まつ毛が長くて女のコにも見える横顔が、きれいだなとふと思ってしまった。
「美しいものでつらいことを忘れようとする癖、同じかも」
「そうなんだ。だからクラックビー玉」
「そう」
「何かあったの?」
「あのね、私すごくときめく人がいたの。胸が苦しくてその人の目ヂカラにやられたっていうか。すごく好きな感じだったの。その瞬間恋かなって思ったの。でもその人は私を子どもとしか見ていないしあろうことか、酷いイタズラまで仕掛けてきたの。その人の正体は見えているんだけど、ショックすぎて。本当のその人を見たくないの。わかる?」
「難しいけど。要するに遊ばれたのかな?」
「ううん、片思いよ。でもそうね、大切にはされなかった」
「じゃあそれは恋じゃなかったんだよ」
「そうなのかな」
「今苦しい?」
「うん、とても」
「ビー玉貸して」
凪君はブルーのビー玉をもらうと空に透かして言った。
「これ、1つ僕に頂戴。
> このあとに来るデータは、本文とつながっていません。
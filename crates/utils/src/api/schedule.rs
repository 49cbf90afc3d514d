use chrono::{DateTime, Utc};
use serde::{Deserialize, Serialize};

use super::tasks::Task;

#[derive(Debug, Clone, Serialize, Deserialize)]
pub struct ScheduleResponse {
    pub from: DateTime<Utc>,
    pub to: DateTime<Utc>,
    pub tasks: Vec<Task>,
}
家でひび割れさせてくるから」
「いいよ」
「さっきれねちゃんにあった時僕は誕生日のいちごのホールケーキをまるまるもらえたみたいな嬉しさを感じたんだよ。ね、ここでまた会おうよ」
凪君はブルーのビー玉にちゅっと口づけした。
その仕草は優雅で、ルージュのCMにでている女優さんみたいだった。